Rush Prudential HMO, Inc. v. Moran
|Rush Prudential HMO, Inc. v. Moran|
Supreme Court of the United States
|Argued January 16, 2002
Decided June 20, 2002
|Full case name||Rush Prudential HMO, Incorporated, Petitioner v. Debra C. Moran, et al.|
|Citations||536 U.S. 355 (more)
122 S. Ct. 2151; 153 L. Ed. 2d 375; 2002 U.S. LEXIS 4644; 70 U.S.L.W. 4600; 27 Employee Benefits Cas. (BNA) 2921; 15 Fla. L. Weekly Fed. S 409
|Prior history||On writ of certiorari to the United States Court of Appeals for the Seventh Circuit|
|Majority||Souter, joined by Stevens, O'Connor, Ginsburg, Breyer|
|Dissent||Thomas, joined by Rehnquist, Scalia, Kennedy|
|Illinois's Health Maintenance Organization Act|
Rush Prudential HMO, Inc. v. Moran, 536 U.S. 355 (2002) was a decision by the Supreme Court of the United States, which ruled that the federal Employee Retirement Income Security Act (ERISA) did not preempt an Illinois medical-review statute.

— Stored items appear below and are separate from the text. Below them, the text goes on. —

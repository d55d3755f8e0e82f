//! Model override resolution
//!
//! Combines the default model selection, the model library and any number
//! of higher-precedence override records into one [`EffectiveModel`].
//!
//! Precedence, lowest to highest:
//!
//! 1. default selection params (`default_model.params` in `models.yaml`)
//! 2. api-level params
//! 3. class-level params
//! 4. model-level params
//! 5. each override record in the order given (cog, then agent)

use indexmap::IndexMap;
use serde::{Deserialize, Serialize};
use serde_yaml::Value;

use crate::error::{Error, ReferenceKind, Result};
use crate::settings::models::ModelLibrary;

/// Model parameters, in declaration order.
pub type ParamBag = IndexMap<String, Value>;

/// A partial model record. Fields left as `None` are not set and never
/// override a lower layer.
#[derive(Debug, Clone, Default, PartialEq, Serialize, Deserialize)]
#[serde(default, deny_unknown_fields)]
pub struct ModelOverride {
    pub api: Option<String>,
    pub model: Option<String>,
    pub params: Option<ParamBag>,
}

impl ModelOverride {
    pub fn is_empty(&self) -> bool {
        self.api.is_none() && self.model.is_none() && self.params.is_none()
    }

    /// Field-by-field overlay of `upper` on top of `self`.
    pub fn overlay(&self, upper: &ModelOverride) -> ModelOverride {
        let params = match (&self.params, &upper.params) {
            (Some(lower), Some(higher)) => {
                let mut merged = lower.clone();
                merge_params(&mut merged, higher);
                Some(merged)
            }
            (lower, None) => lower.clone(),
            (None, higher) => higher.clone(),
        };

        ModelOverride {
            api: upper.api.clone().or_else(|| self.api.clone()),
            model: upper.model.clone().or_else(|| self.model.clone()),
            params,
        }
    }
}

/// Deep-merge `upper` into `target`. Mappings present on both sides merge
/// key by key; every other value is replaced.
pub fn merge_params(target: &mut ParamBag, upper: &ParamBag) {
    for (key, value) in upper {
        match target.get_mut(key) {
            Some(existing) => merge_value(existing, value),
            None => {
                target.insert(key.clone(), value.clone());
            }
        }
    }
}

fn merge_value(target: &mut Value, upper: &Value) {
    match (target, upper) {
        (Value::Mapping(lower), Value::Mapping(higher)) => {
            for (key, value) in higher {
                match lower.get_mut(key) {
                    Some(existing) => merge_value(existing, value),
                    None => {
                        lower.insert(key.clone(), value.clone());
                    }
                }
            }
        }
        (slot, value) => *slot = value.clone(),
    }
}

/// The resolved model for one invocation.
#[derive(Debug, Clone, PartialEq, Serialize)]
pub struct EffectiveModel {
    pub api: String,
    pub model: String,
    pub class: String,
    pub identifier: String,
    pub params: ParamBag,
}

/// Resolves effective models against one model library.
pub struct OverrideResolver<'a> {
    library: &'a ModelLibrary,
}

impl<'a> OverrideResolver<'a> {
    pub fn new(library: &'a ModelLibrary) -> Self {
        Self { library }
    }

    /// Resolve `base` plus `overrides` (ordered lowest to highest precedence).
    pub fn resolve(&self, base: &ModelOverride, overrides: &[&ModelOverride]) -> Result<EffectiveModel> {
        let selection = overrides
            .iter()
            .fold(base.clone(), |acc, layer| acc.overlay(layer));

        let api = selection
            .api
            .ok_or_else(|| Error::configuration("settings/models", "no api selected by default_model or any override"))?;
        let model = selection
            .model
            .ok_or_else(|| Error::configuration("settings/models", "no model selected by default_model or any override"))?;

        let entry = self.library.find(&api, &model)?;

        let mut params = ParamBag::new();
        let layers = [base.params.as_ref(), Some(entry.api_params), Some(entry.class_params), Some(entry.model_params)]
            .into_iter()
            .chain(overrides.iter().map(|o| o.params.as_ref()));
        for bag in layers.flatten() {
            merge_params(&mut params, bag);
        }

        log::debug!(
            "Resolved model {}/{} ({}) with {} params",
            api,
            model,
            entry.identifier,
            params.len()
        );

        Ok(EffectiveModel {
            api,
            model,
            class: entry.class.to_string(),
            identifier: entry.identifier.to_string(),
            params,
        })
    }
}

/// Shorthand for [`OverrideResolver::resolve`].
pub fn resolve(library: &ModelLibrary, base: &ModelOverride, overrides: &[&ModelOverride]) -> Result<EffectiveModel> {
    OverrideResolver::new(library).resolve(base, overrides)
}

ERISA envisions a national standard for welfare and pension plans so state laws which "relate to" ERISA plans are preempted under Section 514 of ERISA. However, ERISA contains a "savings" clause which saves state laws which regulate insurance under Section 514(b). The statute at issue in Moran regulated insurance, which is one of the functions HMOs perform. Although HMOs provide healthcare as well as insurance, the statute does not require choosing a single or primary function of an HMO. Congress has long recognized that HMOs are risk-bearing organizations subject to state regulation. Finally, allowing States to regulate the insurance aspects of HMOs will not interfere with the desire of Congress for uniform national standards under ERISA.